▶ **Stored items**
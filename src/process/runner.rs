//! Command execution and output capture.

use std::io::Read;
use std::path::Path;
use std::process::{Command, ExitStatus, Stdio};
use std::thread;
use std::time::Instant;

use crate::cancel::Interrupt;
use crate::types::{display_command, CommandResult};

use super::group::{self, ProcessHandle};

/// Spawns one external tool per call, each in its own process group.
#[derive(Debug, Clone, Default)]
pub struct ProcessRunner {
    interrupt: Option<Interrupt>,
}

impl ProcessRunner {
    #[must_use]
    pub fn new() -> Self {
        Self::default()
    }

    /// Registers every spawned group with `interrupt` while it runs.
    #[must_use]
    pub fn with_interrupt(interrupt: Interrupt) -> Self {
        Self {
            interrupt: Some(interrupt),
        }
    }

    /// Runs `command` to completion without a start hook.
    #[must_use]
    pub fn run_simple(&self, command: &[String], cwd: &Path) -> CommandResult {
        self.run(command, &[], cwd, |_| {})
    }

    /// Runs `command` in `cwd` with extra environment variables and captures
    /// stdout/stderr separately.
    ///
    /// `on_start` is invoked exactly once with the live handle, before the
    /// runner blocks on the process; it is not invoked when nothing could be
    /// spawned, in which case the result carries exit code -1 and a
    /// `Failed to execute` marker in stderr.
    pub fn run<F>(
        &self,
        command: &[String],
        env: &[(String, String)],
        cwd: &Path,
        on_start: F,
    ) -> CommandResult
    where
        F: FnOnce(&ProcessHandle),
    {
        let start = Instant::now();
        let shown = display_command(command);

        let Some((program, args)) = command.split_first() else {
            return CommandResult::not_started(shown, "Failed to execute: empty command");
        };

        let mut cmd = Command::new(program);
        cmd.args(args)
            .envs(env.iter().map(|(k, v)| (k.as_str(), v.as_str())))
            .current_dir(cwd)
            .stdin(Stdio::null())
            .stdout(Stdio::piped())
            .stderr(Stdio::piped());
        group::isolate(&mut cmd);

        tracing::debug!(cwd = %cwd.display(), "running {shown}");

        let mut child = match cmd.spawn() {
            Ok(child) => child,
            Err(e) => {
                return CommandResult::not_started(
                    shown,
                    &format!("Failed to execute {program}: {e}"),
                );
            }
        };

        let handle = ProcessHandle::new(child.id());
        let _live = self.interrupt.as_ref().map(|i| i.register(handle));

        let out_thread = child.stdout.take().map(spawn_stream_reader);
        let err_thread = child.stderr.take().map(spawn_stream_reader);

        on_start(&handle);

        let status = child.wait();
        let stdout = join_reader(out_thread);
        let mut stderr = join_reader(err_thread);

        let duration_ms = u64::try_from(start.elapsed().as_millis()).unwrap_or(u64::MAX);
        let exit_code = match status {
            Ok(status) => exit_code_of(status),
            Err(e) => {
                stderr.push_str(&format!("\nFailed to wait for {program}: {e}"));
                crate::types::NO_EXIT_CODE
            }
        };

        CommandResult::new(shown, exit_code, stdout, stderr, duration_ms)
    }
}

fn spawn_stream_reader<R: Read + Send + 'static>(mut input: R) -> thread::JoinHandle<Vec<u8>> {
    thread::spawn(move || {
        let mut buf = Vec::new();
        let _ = input.read_to_end(&mut buf);
        buf
    })
}

fn join_reader(reader: Option<thread::JoinHandle<Vec<u8>>>) -> String {
    reader
        .and_then(|h| h.join().ok())
        .map(|bytes| String::from_utf8_lossy(&bytes).into_owned())
        .unwrap_or_default()
}

/// Exit code, or the negated signal number when the process was killed.
fn exit_code_of(status: ExitStatus) -> i32 {
    if let Some(code) = status.code() {
        return code;
    }
    #[cfg(unix)]
    {
        use std::os::unix::process::ExitStatusExt;
        if let Some(sig) = status.signal() {
            return -sig;
        }
    }
    crate::types::NO_EXIT_CODE
}
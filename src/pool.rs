//! Bounded worker pool shared by the pre-analysis and analysis passes.

use rayon::prelude::{IndexedParallelIterator, IntoParallelRefIterator, ParallelIterator};

use crate::cancel::Interrupt;
use crate::error::Result;

/// What the pool's join returns.
#[derive(Debug)]
pub enum PoolOutcome<T> {
    /// Every item was dispatched and returned.
    Completed(Vec<T>),
    /// An interrupt stopped dispatch; `finished` holds units that returned.
    Shutdown { finished: Vec<T>, abandoned: usize },
}

impl<T> PoolOutcome<T> {
    #[must_use]
    pub fn is_shutdown(&self) -> bool {
        matches!(self, Self::Shutdown { .. })
    }

    /// Results of every unit that ran, regardless of how the pool stopped.
    #[must_use]
    pub fn into_finished(self) -> Vec<T> {
        match self {
            Self::Completed(results) | Self::Shutdown { finished: results, .. } => results,
        }
    }
}

/// A dedicated thread pool; each unit blocks on its own analyzer subprocess.
pub struct WorkerPool {
    pool: rayon::ThreadPool,
    interrupt: Interrupt,
}

impl WorkerPool {
    /// Builds a pool of `jobs` workers (at least one).
    ///
    /// # Errors
    /// Returns error if the OS refuses to spawn the worker threads.
    pub fn new(jobs: usize, name: &'static str, interrupt: Interrupt) -> Result<Self> {
        let pool = rayon::ThreadPoolBuilder::new()
            .num_threads(jobs.max(1))
            .thread_name(move |i| format!("{name}-{i}"))
            .build()?;
        Ok(Self { pool, interrupt })
    }

    /// Fans `work` out over `items` and blocks until every dispatched unit returned.
    ///
    /// Units not yet started when the interrupt fires are never run.
    pub fn run<I, T, F>(&self, items: &[I], work: F) -> PoolOutcome<T>
    where
        I: Sync,
        T: Send,
        F: Fn(&I) -> T + Sync + Send,
    {
        let interrupt = &self.interrupt;
        let results: Vec<Option<T>> = self.pool.install(|| {
            items
                .par_iter()
                .with_max_len(1)
                .map(|item| {
                    if interrupt.is_cancelled() {
                        None
                    } else {
                        Some(work(item))
                    }
                })
                .collect()
        });

        let total = results.len();
        let finished: Vec<T> = results.into_iter().flatten().collect();

        if interrupt.is_cancelled() {
            PoolOutcome::Shutdown {
                abandoned: total - finished.len(),
                finished,
            }
        } else {
            PoolOutcome::Completed(finished)
        }
    }
}

#[cfg(test)]
mod tests {
    use super::*;
    use std::sync::atomic::{AtomicUsize, Ordering};

    #[test]
    fn completes_every_item() {
        let pool = WorkerPool::new(3, "test-pool", Interrupt::new()).unwrap();
        let items: Vec<usize> = (0..20).collect();
        let outcome = pool.run(&items, |i| i * 2);
        assert!(!outcome.is_shutdown());
        let mut results = outcome.into_finished();
        results.sort_unstable();
        assert_eq!(results, (0..20).map(|i| i * 2).collect::<Vec<_>>());
    }

    #[test]
    fn interrupt_stops_dispatch() {
        let interrupt = Interrupt::new();
        let pool = WorkerPool::new(1, "test-pool", interrupt.clone()).unwrap();
        let ran = AtomicUsize::new(0);
        let items: Vec<usize> = (0..10).collect();
        let outcome = pool.run(&items, |_| {
            if ran.fetch_add(1, Ordering::SeqCst) == 2 {
                interrupt.trigger();
            }
        });
        match outcome {
            PoolOutcome::Shutdown { finished, abandoned } => {
                assert_eq!(finished.len(), ran.load(Ordering::SeqCst));
                assert_eq!(finished.len() + abandoned, 10);
                assert!(abandoned > 0);
            }
            PoolOutcome::Completed(_) => panic!("expected shutdown"),
        }
    }

    #[test]
    fn zero_jobs_still_runs() {
        let pool = WorkerPool::new(0, "test-pool", Interrupt::new()).unwrap();
        assert_eq!(pool.run(&[1, 2, 3], |i| *i).into_finished().len(), 3);
    }
}
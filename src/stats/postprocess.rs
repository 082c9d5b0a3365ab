//! Turns raw collector output into analyzer metadata files.

use regex::Regex;
use std::collections::BTreeMap;
use std::fmt::Write as _;
use std::fs;
use std::path::Path;
use std::sync::LazyLock;

use walkdir::WalkDir;

use crate::error::{IoResultExt, Result};

pub const SPECIAL_RETURN_FILE: &str = "SpecialReturn.yaml";
pub const UNCHECKED_RETURN_FILE: &str = "UncheckedReturn.yaml";

static STAT_LINE_RE: LazyLock<Regex> = LazyLock::new(|| {
    Regex::new(r"warning: (Special Return Value|Return Value Check): [^,]*,([^,]+),([01])")
        .unwrap_or_else(|_| panic!("Invalid Regex"))
});

/// Sample counts for one function.
#[derive(Debug, Clone, Copy, Default, PartialEq, Eq)]
struct Samples {
    total: usize,
    positive: usize,
}

impl Samples {
    fn record(&mut self, flag: bool) {
        self.total += 1;
        if flag {
            self.positive += 1;
        }
    }

    #[allow(clippy::cast_precision_loss)]
    fn is_relevant(self, min_sample_count: usize, threshold: f64) -> bool {
        self.total >= min_sample_count
            && self.total > 0
            && (self.positive as f64 / self.total as f64) >= threshold
    }
}

/// Per-function samples gathered from every `.stat` file.
#[derive(Debug, Clone, Default)]
pub struct ReturnValueStats {
    special_return: BTreeMap<String, Samples>,
    return_check: BTreeMap<String, Samples>,
}

/// Functions written to the metadata files.
#[derive(Debug, Clone, Default, PartialEq, Eq)]
pub struct StatsReport {
    pub special_return: Vec<String>,
    pub unchecked_return: Vec<String>,
}

impl ReturnValueStats {
    /// Feeds one collector output.
    pub fn ingest(&mut self, text: &str) {
        for caps in STAT_LINE_RE.captures_iter(text) {
            let function = caps[2].trim().to_string();
            let flag = &caps[3] == "1";
            let bucket = if &caps[1] == "Special Return Value" {
                &mut self.special_return
            } else {
                &mut self.return_check
            };
            bucket.entry(function).or_default().record(flag);
        }
    }

    /// Functions passing both the sample-count and relevance thresholds.
    #[must_use]
    pub fn relevant(&self, min_sample_count: usize, threshold: f64) -> StatsReport {
        let select = |map: &BTreeMap<String, Samples>| {
            map.iter()
                .filter(|(_, s)| s.is_relevant(min_sample_count, threshold))
                .map(|(name, _)| name.clone())
                .collect()
        };
        StatsReport {
            special_return: select(&self.special_return),
            unchecked_return: select(&self.return_check),
        }
    }
}

/// Reads every file in `raw_dir` and writes the metadata files into `out_dir`.
///
/// # Errors
/// Returns error if a raw file cannot be read or an output file cannot be written.
pub fn postprocess_stats(
    raw_dir: &Path,
    out_dir: &Path,
    min_sample_count: usize,
    threshold: f64,
) -> Result<StatsReport> {
    let mut stats = ReturnValueStats::default();
    if raw_dir.is_dir() {
        for entry in WalkDir::new(raw_dir).min_depth(1).max_depth(1) {
            let entry = entry?;
            if entry.file_type().is_file() {
                let text = fs::read_to_string(entry.path()).at_path(entry.path())?;
                stats.ingest(&text);
            }
        }
    }

    let report = stats.relevant(min_sample_count, threshold);
    fs::create_dir_all(out_dir).at_path(out_dir)?;

    let mut special = String::from("#\n# SpecialReturn metadata format 1.0\n");
    for name in &report.special_return {
        let _ = writeln!(special, "{{name: {name}, relation: EQ, value: 0}}");
    }
    let special_path = out_dir.join(SPECIAL_RETURN_FILE);
    fs::write(&special_path, special).at_path(&special_path)?;

    let mut unchecked = String::from("#\n# UncheckedReturn metadata format 1.0\n");
    for name in &report.unchecked_return {
        let _ = writeln!(unchecked, "- {name}");
    }
    let unchecked_path = out_dir.join(UNCHECKED_RETURN_FILE);
    fs::write(&unchecked_path, unchecked).at_path(&unchecked_path)?;

    tracing::info!(
        special = report.special_return.len(),
        unchecked = report.unchecked_return.len(),
        "statistics written to {}",
        out_dir.display()
    );
    Ok(report)
}

#[cfg(test)]
mod tests {
    use super::*;

    fn line(kind: &str, func: &str, flag: u8) -> String {
        format!("/s/a.c:1:1: warning: {kind}: /s/a.c:1:1,{func},{flag}\n")
    }

    #[test]
    fn threshold_and_sample_count() {
        let mut stats = ReturnValueStats::default();
        let mut text = String::new();
        for i in 0..10 {
            text.push_str(&line("Return Value Check", "malloc", u8::from(i != 0)));
            text.push_str(&line("Return Value Check", "printf", 0));
        }
        text.push_str(&line("Special Return Value", "fopen", 1));
        stats.ingest(&text);

        let report = stats.relevant(10, 0.85);
        assert_eq!(report.unchecked_return, vec!["malloc".to_string()]);
        assert!(report.special_return.is_empty(), "fopen has too few samples");

        let lenient = stats.relevant(1, 0.85);
        assert_eq!(lenient.special_return, vec!["fopen".to_string()]);
    }

    #[test]
    fn writes_metadata_files() {
        let raw = tempfile::tempdir().unwrap();
        let out = tempfile::tempdir().unwrap();
        fs::write(raw.path().join("a.c_1.stat"), line("Special Return Value", "fopen", 1)).unwrap();

        let report = postprocess_stats(raw.path(), out.path(), 1, 0.5).unwrap();
        assert_eq!(report.special_return, vec!["fopen".to_string()]);

        let special = fs::read_to_string(out.path().join(SPECIAL_RETURN_FILE)).unwrap();
        assert!(special.contains("{name: fopen, relation: EQ, value: 0}"));
        let unchecked = fs::read_to_string(out.path().join(UNCHECKED_RETURN_FILE)).unwrap();
        assert!(unchecked.starts_with("#\n# UncheckedReturn"));
    }
}
//! Command dispatch and the two-phase pipeline behind `ctupipe analyze`.

use std::collections::BTreeSet;
use std::fs;
use std::path::Path;

use anyhow::{Context, Result};
use colored::Colorize;

use super::args::{AnalyzeArgs, Commands};
use super::signals;
use crate::analysis::AnalysisScheduler;
use crate::analyzers::Analyzers;
use crate::cancel::Interrupt;
use crate::config::Config;
use crate::exit::CtupipeExit;
use crate::logging;
use crate::metadata::{RunMetadata, METADATA_FILE};
use crate::pre_analysis::{PreAnalysisReport, PreAnalysisScheduler, PreAnalysisState};
use crate::skiplist::{NoSkip, SkipHandler, SkipList};
use crate::types::{AnalyzerType, CompilationAction, RunSummary, SchedulerState};

/// Executes the parsed command.
///
/// # Errors
/// Returns error if the command handler fails.
pub fn execute(command: Commands) -> Result<CtupipeExit> {
    match command {
        Commands::Analyze(args) => handle_analyze(&args),
    }
}

/// Result of both passes.
#[derive(Debug)]
pub struct PipelineRun {
    pub pre_analysis: Option<PreAnalysisReport>,
    /// `None` when pre-analysis was interrupted and analysis never started.
    pub summary: Option<RunSummary>,
    pub metadata: RunMetadata,
}

impl PipelineRun {
    #[must_use]
    pub fn interrupted(&self) -> bool {
        let pre = self
            .pre_analysis
            .as_ref()
            .is_some_and(|r| r.state == PreAnalysisState::Interrupted);
        let main = self
            .summary
            .as_ref()
            .is_some_and(|s| s.state == SchedulerState::Interrupted);
        pre || main
    }

    #[must_use]
    pub fn exit_code(&self) -> CtupipeExit {
        if self.interrupted() {
            return CtupipeExit::Interrupted;
        }
        match &self.summary {
            Some(s) if s.failed > 0 => CtupipeExit::AnalysisFailed,
            _ => CtupipeExit::Success,
        }
    }
}

/// Runs pre-analysis (when CTU or statistics are on) to completion, then the
/// analysis pass, and writes `metadata.json`.
///
/// # Errors
/// Returns error on setup failures; per-unit failures are only counted.
pub fn run_pipeline(
    config: &Config,
    analyzers: &Analyzers,
    skip: &dyn SkipList,
    interrupt: &Interrupt,
    actions: &[CompilationAction],
) -> Result<PipelineRun> {
    fs::create_dir_all(&config.output_dir)
        .with_context(|| format!("cannot create {}", config.output_dir.display()))?;
    let mut metadata = RunMetadata::new(&config.output_dir);

    let pre_analysis = if config.needs_pre_analysis() {
        let report = PreAnalysisScheduler::new(config, skip, interrupt.clone()).run(actions)?;
        if report.state == PreAnalysisState::Interrupted {
            return Ok(PipelineRun {
                pre_analysis: Some(report),
                summary: None,
                metadata,
            });
        }
        Some(report)
    } else {
        None
    };

    let used: BTreeSet<AnalyzerType> = actions.iter().map(|a| a.analyzer_type).collect();
    metadata.record_versions(analyzers, used);

    let summary = AnalysisScheduler::new(config, analyzers, skip, interrupt.clone())
        .run(actions, &mut metadata)?;
    metadata.finish();
    let path = config.output_dir.join(METADATA_FILE);
    metadata.save(&path)?;

    Ok(PipelineRun {
        pre_analysis,
        summary: Some(summary),
        metadata,
    })
}

/// Reads the JSON action list.
///
/// # Errors
/// Returns error if the file cannot be read or is not a JSON array of actions.
pub fn load_actions(path: &Path) -> Result<Vec<CompilationAction>> {
    let text = fs::read_to_string(path).with_context(|| format!("cannot read {}", path.display()))?;
    let actions = serde_json::from_str(&text)
        .with_context(|| format!("{} is not a list of compilation actions", path.display()))?;
    Ok(actions)
}

fn build_config(args: &AnalyzeArgs) -> Result<Config> {
    let mut config = Config::load(&args.output, args.config.as_deref())?;
    config.verbose = args.verbose;
    if let Some(jobs) = args.jobs {
        config.analysis.jobs = jobs.max(1);
    }
    if let Some(timeout) = args.timeout {
        config.analysis.timeout = timeout;
    }
    if args.ctu {
        config.ctu.enabled = true;
    }
    if args.ctu_reanalyze_on_failure {
        config.ctu.reanalyze_on_failure = true;
    }
    if args.stats {
        config.statistics.enabled = true;
    }
    if args.skip.is_some() {
        config.skip.file.clone_from(&args.skip);
    }
    config.validate()?;
    Ok(config)
}

fn load_skip(config: &Config) -> Result<Box<dyn SkipList>> {
    match &config.skip.file {
        Some(path) => Ok(Box::new(SkipHandler::from_file(path)?)),
        None => Ok(Box::new(NoSkip)),
    }
}

fn handle_analyze(args: &AnalyzeArgs) -> Result<CtupipeExit> {
    logging::init_tracing(args.verbose);

    let input = build_config(args).and_then(|config| {
        let actions = load_actions(&args.actions)?;
        let skip = load_skip(&config)?;
        Ok((config, actions, skip))
    });
    let (config, actions, skip) = match input {
        Ok(input) => input,
        Err(e) => {
            eprintln!("{} {e:#}", "Error:".red());
            return Ok(CtupipeExit::InvalidInput);
        }
    };

    let interrupt = Interrupt::new();
    signals::install(interrupt.clone()).context("cannot install signal handling")?;

    let analyzers = Analyzers::from_config(&config);
    let run = run_pipeline(&config, &analyzers, skip.as_ref(), &interrupt, &actions)?;
    print_summary(&run);
    Ok(run.exit_code())
}

fn print_summary(run: &PipelineRun) {
    if let Some(pre) = &run.pre_analysis {
        println!(
            "{} {} prepared, {} failed, {} map entries",
            "CTU:".bold(),
            pre.ctu_prepared,
            pre.ctu_failed,
            pre.merge.total_entries()
        );
    }
    let Some(summary) = &run.summary else {
        println!("{}", "Interrupted during pre-analysis".yellow().bold());
        return;
    };
    let failed = if summary.failed > 0 {
        summary.failed.to_string().red().bold()
    } else {
        summary.failed.to_string().green()
    };
    println!(
        "{} {} successful, {} failed, {} skipped, {} reanalyzed",
        "Summary:".bold(),
        summary.successful.to_string().green(),
        failed,
        summary.skipped,
        summary.reanalyzed
    );
    if run.interrupted() {
        println!("{}", "Interrupted".yellow().bold());
    }
}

▶ **INSTRUCTIONS FOR THE TASK**
Go through the records and pull out each line that includes the word "types".

▶ **FINAL ANSWER**
use crate::types::{display_command, CommandResult};
                crate::types::NO_EXIT_CODE
    crate::types::NO_EXIT_CODE
use crate::types::{AnalyzerType, CompilationAction, RunSummary, SchedulerState};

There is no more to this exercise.